◆ **Source records**

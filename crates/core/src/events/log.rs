// SPDX-License-Identifier: BUSL-1.1
// Copyright (c) 2026 Alfred Jean LLC

//! Bounded in-memory event trail

use super::subscription::EventPattern;
use crate::clock::{millis, Clock, SystemClock};
use crate::event::Event;
use serde::{Deserialize, Serialize};
use std::collections::VecDeque;
use std::time::Instant;

/// A logged event with metadata
#[derive(Debug, Clone, PartialEq, Eq, Serialize, Deserialize)]
pub struct EventRecord {
    /// Monotonic sequence number, never reused after eviction
    pub sequence: u64,
    /// Milliseconds since the log was created, on the engine clock
    pub elapsed_ms: u64,
    pub name: String,
    pub event: Event,
}

/// Keeps the most recent `capacity` events; older records are evicted
#[derive(Debug)]
pub struct EventLog {
    records: VecDeque<EventRecord>,
    capacity: usize,
    sequence: u64,
    start_time: Instant,
}

impl EventLog {
    pub fn new(capacity: usize) -> Self {
        Self {
            records: VecDeque::with_capacity(capacity.min(1024)),
            capacity,
            sequence: 0,
            start_time: SystemClock.now(),
        }
    }

    pub fn append(&mut self, event: Event) -> Option<&EventRecord> {
        self.sequence += 1;
        if self.capacity == 0 {
            return None;
        }
        if self.records.len() == self.capacity {
            self.records.pop_front();
        }
        self.records.push_back(EventRecord {
            sequence: self.sequence,
            elapsed_ms: millis(SystemClock.since(self.start_time)),
            name: event.name(),
            event,
        });
        self.records.back()
    }

    pub fn records(&self) -> Vec<EventRecord> {
        self.records.iter().cloned().collect()
    }

    /// Records whose name matches `pattern`, oldest first
    pub fn query(&self, pattern: &EventPattern) -> Vec<EventRecord> {
        self.records
            .iter()
            .filter(|r| pattern.matches(&r.name))
            .cloned()
            .collect()
    }

    /// Records newer than `sequence`
    pub fn after(&self, sequence: u64) -> Vec<EventRecord> {
        self.records
            .iter()
            .filter(|r| r.sequence > sequence)
            .cloned()
            .collect()
    }

    pub fn current_sequence(&self) -> u64 {
        self.sequence
    }

    pub fn len(&self) -> usize {
        self.records.len()
    }

    pub fn is_empty(&self) -> bool {
        self.records.is_empty()
    }
}

#[cfg(test)]
#[path = "log_tests.rs"]
mod tests;
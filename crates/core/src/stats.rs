// SPDX-License-Identifier: BUSL-1.1
// Copyright (c) 2026 Alfred Jean LLC

//! Running statistics for one operation queue

use serde::Serialize;
use std::time::Duration;

/// Snapshot of one queue's counters
///
/// `pending` and `processing` are sampled at snapshot time; everything else
/// accumulates from the queue's creation until its registry shuts down.
#[derive(Debug, Clone, Default, PartialEq, Eq, Serialize)]
pub struct QueueStats {
    pub pending: usize,
    /// 0 or 1; a queue runs one item at a time
    pub processing: usize,
    pub completed: u64,
    pub failed: u64,
    pub cancelled: u64,
    /// Failed attempts that were put back for another try
    pub retried: u64,
    /// Processing time of completed items
    #[serde(with = "humantime_serde")]
    pub total_duration: Duration,
    /// Time settled items spent between enqueue and settlement
    #[serde(with = "humantime_serde")]
    pub total_wait: Duration,
    /// Settled items counted in `total_wait`
    pub settled: u64,
    pub last_error: Option<String>,
}

impl QueueStats {
    pub fn average_duration(&self) -> Duration {
        average(self.total_duration, self.completed)
    }

    pub fn average_wait(&self) -> Duration {
        average(self.total_wait, self.settled)
    }

    pub fn record_success(&mut self, duration: Duration, waited: Duration) {
        self.completed += 1;
        self.total_duration += duration;
        self.record_settled(waited);
    }

    pub fn record_failure(&mut self, error: impl Into<String>, waited: Duration) {
        self.failed += 1;
        self.last_error = Some(error.into());
        self.record_settled(waited);
    }

    /// Item rejected by `cancel_all` or shutdown before it started
    pub fn record_rejected(&mut self, waited: Duration) {
        self.failed += 1;
        self.cancelled += 1;
        self.record_settled(waited);
    }

    /// Item skipped because its own token was cancelled before it started
    pub fn record_skipped(&mut self, waited: Duration) {
        self.cancelled += 1;
        self.record_settled(waited);
    }

    pub fn record_retry(&mut self) {
        self.retried += 1;
    }

    /// Fold another queue's counters into this one
    pub fn merge(&mut self, other: &QueueStats) {
        self.pending += other.pending;
        self.processing += other.processing;
        self.completed += other.completed;
        self.failed += other.failed;
        self.cancelled += other.cancelled;
        self.retried += other.retried;
        self.total_duration += other.total_duration;
        self.total_wait += other.total_wait;
        self.settled += other.settled;
        if other.last_error.is_some() {
            self.last_error.clone_from(&other.last_error);
        }
    }

    fn record_settled(&mut self, waited: Duration) {
        self.settled += 1;
        self.total_wait += waited;
    }
}

fn average(total: Duration, count: u64) -> Duration {
    match u32::try_from(count) {
        Ok(0) => Duration::ZERO,
        Ok(n) => total / n,
        Err(_) => Duration::from_secs_f64(total.as_secs_f64() / count as f64),
    }
}

#[cfg(test)]
mod tests {
    use super::*;

    #[test]
    fn averages_are_zero_without_samples() {
        let stats = QueueStats::default();
        assert_eq!(stats.average_duration(), Duration::ZERO);
        assert_eq!(stats.average_wait(), Duration::ZERO);
    }

    #[test]
    fn success_updates_duration_and_wait() {
        let mut stats = QueueStats::default();
        stats.record_success(Duration::from_millis(10), Duration::from_millis(2));
        stats.record_success(Duration::from_millis(30), Duration::from_millis(4));
        assert_eq!(stats.completed, 2);
        assert_eq!(stats.average_duration(), Duration::from_millis(20));
        assert_eq!(stats.average_wait(), Duration::from_millis(3));
    }

    #[test]
    fn rejection_counts_as_failed_and_cancelled() {
        let mut stats = QueueStats::default();
        stats.record_rejected(Duration::ZERO);
        stats.record_skipped(Duration::ZERO);
        assert_eq!(stats.failed, 1);
        assert_eq!(stats.cancelled, 2);
        assert_eq!(stats.average_duration(), Duration::ZERO);
    }

    #[test]
    fn merge_sums_counters() {
        let mut a = QueueStats::default();
        a.record_success(Duration::from_millis(5), Duration::ZERO);
        let mut b = QueueStats {
            pending: 2,
            ..QueueStats::default()
        };
        b.record_failure("boom", Duration::ZERO);

        a.merge(&b);
        assert_eq!(a.pending, 2);
        assert_eq!(a.completed, 1);
        assert_eq!(a.failed, 1);
        assert_eq!(a.last_error.as_deref(), Some("boom"));
    }

    #[test]
    fn serializes_durations_human_readably() {
        let mut stats = QueueStats::default();
        stats.record_success(Duration::from_millis(1500), Duration::ZERO);
        let json = serde_json::to_value(&stats).unwrap();
        assert_eq!(json["total_duration"], "1s 500ms");
        assert_eq!(json["completed"], 1);
    }
}
// SPDX-License-Identifier: BUSL-1.1
// Copyright (c) 2026 Alfred Jean LLC

//! Traced hook wrappers for consistent observability

use std::sync::Arc;
use tether_core::{micros, Cleanup, CleanupError, Clock, SystemClock, Validator};

/// Wrapper that adds tracing to any Validator
pub struct TracedValidator<T> {
    slot: String,
    inner: Arc<dyn Validator<T>>,
}

impl<T> TracedValidator<T> {
    pub fn new(slot: impl Into<String>, inner: Arc<dyn Validator<T>>) -> Self {
        Self {
            slot: slot.into(),
            inner,
        }
    }
}

impl<T> Validator<T> for TracedValidator<T> {
    fn name(&self) -> &str {
        self.inner.name()
    }

    fn validate(&self, candidate: &T) -> bool {
        let span = tracing::debug_span!("hook.validate", slot = %self.slot, hook = self.inner.name());
        let _guard = span.enter();

        let accepted = self.inner.validate(candidate);
        if accepted {
            tracing::debug!("accepted");
        } else {
            tracing::info!("rejected");
        }
        accepted
    }
}

/// Wrapper that adds tracing to any Cleanup
pub struct TracedCleanup<T> {
    slot: String,
    inner: Arc<dyn Cleanup<T>>,
}

impl<T> TracedCleanup<T> {
    pub fn new(slot: impl Into<String>, inner: Arc<dyn Cleanup<T>>) -> Self {
        Self {
            slot: slot.into(),
            inner,
        }
    }
}

impl<T> Cleanup<T> for TracedCleanup<T> {
    fn name(&self) -> &str {
        self.inner.name()
    }

    fn cleanup(&self, target: &T) -> Result<(), CleanupError> {
        let span = tracing::debug_span!("hook.cleanup", slot = %self.slot, hook = self.inner.name());
        let _guard = span.enter();

        let start = SystemClock.now();
        let result = self.inner.cleanup(target);
        let elapsed = SystemClock.since(start);

        // Failures are reported by the slot; keep this at debug
        match &result {
            Ok(()) => tracing::debug!(elapsed_us = micros(elapsed), "released"),
            Err(e) => tracing::debug!(
                elapsed_us = micros(elapsed),
                error = %e,
                "release failed"
            ),
        }

        result
    }
}

#[cfg(test)]
#[path = "traced_tests.rs"]
mod tests;
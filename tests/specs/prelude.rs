//! Shared helpers for engine specs

pub use std::sync::atomic::{AtomicU32, Ordering};
pub use std::sync::{Arc, Mutex};
pub use std::time::Duration;
pub use tether_core::{
    CancelContext, EngineConfig, OperationOptions, RecoveryStrategy, RefError, SequentialIdGen,
    SystemClock,
};
pub use tether_engine::{RefEngine, SlotDefinition};

/// Handles are plain strings in specs
pub type Engine = RefEngine<String, SystemClock, SequentialIdGen>;

pub fn engine() -> Engine {
    RefEngine::with_parts(EngineConfig::default(), SystemClock, SequentialIdGen::default())
}

pub fn handle(name: &str) -> String {
    name.to_string()
}

/// Shared record of what ran, in order
#[derive(Clone, Default)]
pub struct Trace(Arc<Mutex<Vec<String>>>);

impl Trace {
    pub fn push(&self, entry: impl Into<String>) {
        self.0.lock().unwrap().push(entry.into());
    }

    pub fn entries(&self) -> Vec<String> {
        self.0.lock().unwrap().clone()
    }
}
// SPDX-License-Identifier: BUSL-1.1
// Copyright (c) 2026 Alfred Jean LLC

//! Validators for candidate handles

use tether_core::Validator;

#[cfg(any(test, feature = "test-support"))]
mod fake;
#[cfg(any(test, feature = "test-support"))]
pub use fake::{FakeValidator, ValidateCall};

/// Validator backed by a predicate closure
pub struct FnValidator<F> {
    name: String,
    predicate: F,
}

impl<F> FnValidator<F> {
    pub fn new(name: impl Into<String>, predicate: F) -> Self {
        Self {
            name: name.into(),
            predicate,
        }
    }
}

impl<T, F> Validator<T> for FnValidator<F>
where
    F: Fn(&T) -> bool + Send + Sync,
{
    fn name(&self) -> &str {
        &self.name
    }

    fn validate(&self, candidate: &T) -> bool {
        (self.predicate)(candidate)
    }
}

/// Handles that can report what kind of resource they are
///
/// A handle enum spanning UI nodes, engine objects and custom handles
/// implements this so slots can insist on one kind.
pub trait HandleKind {
    fn kind(&self) -> &str;
}

/// Accepts only handles of the expected kind
#[derive(Debug, Clone)]
pub struct ExpectKind {
    label: String,
    expected: String,
}

impl ExpectKind {
    pub fn new(expected: impl Into<String>) -> Self {
        let expected = expected.into();
        Self {
            label: format!("expect-kind:{}", expected),
            expected,
        }
    }

    pub fn expected(&self) -> &str {
        &self.expected
    }
}

impl<T: HandleKind> Validator<T> for ExpectKind {
    fn name(&self) -> &str {
        &self.label
    }

    fn validate(&self, candidate: &T) -> bool {
        candidate.kind() == self.expected
    }
}
// SPDX-License-Identifier: BUSL-1.1
// Copyright (c) 2026 Alfred Jean LLC

// Allow panic!/unwrap/expect in test code
#![cfg_attr(test, allow(clippy::panic))]
#![cfg_attr(test, allow(clippy::unwrap_used))]
#![cfg_attr(test, allow(clippy::expect_used))]
// Enable coverage(off) attribute for excluding test infrastructure
#![cfg_attr(coverage_nightly, feature(coverage_attribute))]

//! Validator and cleanup implementations for slot definitions

pub mod cleanup;
pub mod traced;
pub mod validate;

pub use cleanup::{FnCleanup, NoOpCleanup};
pub use traced::{TracedCleanup, TracedValidator};
pub use validate::{ExpectKind, FnValidator, HandleKind};

// Test support - only compiled for tests or when explicitly requested
#[cfg(any(test, feature = "test-support"))]
pub use cleanup::{CleanupCall, FakeCleanup};
#[cfg(any(test, feature = "test-support"))]
pub use validate::{FakeValidator, ValidateCall};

◆ **Exercise details**
Copy out, exactly and alone, the lines of the entries above between the ones holding "self.settled += 1;" and "assert_eq!(stats.cancelled, 2);", inclusive.

◆ **Answer section**
        self.settled += 1;
        self.total_wait += waited;
    }
}

fn average(total: Duration, count: u64) -> Duration {
    match u32::try_from(count) {
        Ok(0) => Duration::ZERO,
        Ok(n) => total / n,
        Err(_) => Duration::from_secs_f64(total.as_secs_f64() / count as f64),
    }
}

#[cfg(test)]
mod tests {
    use super::*;

    #[test]
    fn averages_are_zero_without_samples() {
        let stats = QueueStats::default();
        assert_eq!(stats.average_duration(), Duration::ZERO);
        assert_eq!(stats.average_wait(), Duration::ZERO);
    }

    #[test]
    fn success_updates_duration_and_wait() {
        let mut stats = QueueStats::default();
        stats.record_success(Duration::from_millis(10), Duration::from_millis(2));
        stats.record_success(Duration::from_millis(30), Duration::from_millis(4));
        assert_eq!(stats.completed, 2);
        assert_eq!(stats.average_duration(), Duration::from_millis(20));
        assert_eq!(stats.average_wait(), Duration::from_millis(3));
    }

    #[test]
    fn rejection_counts_as_failed_and_cancelled() {
        let mut stats = QueueStats::default();
        stats.record_rejected(Duration::ZERO);
        stats.record_skipped(Duration::ZERO);
        assert_eq!(stats.failed, 1);
        assert_eq!(stats.cancelled, 2);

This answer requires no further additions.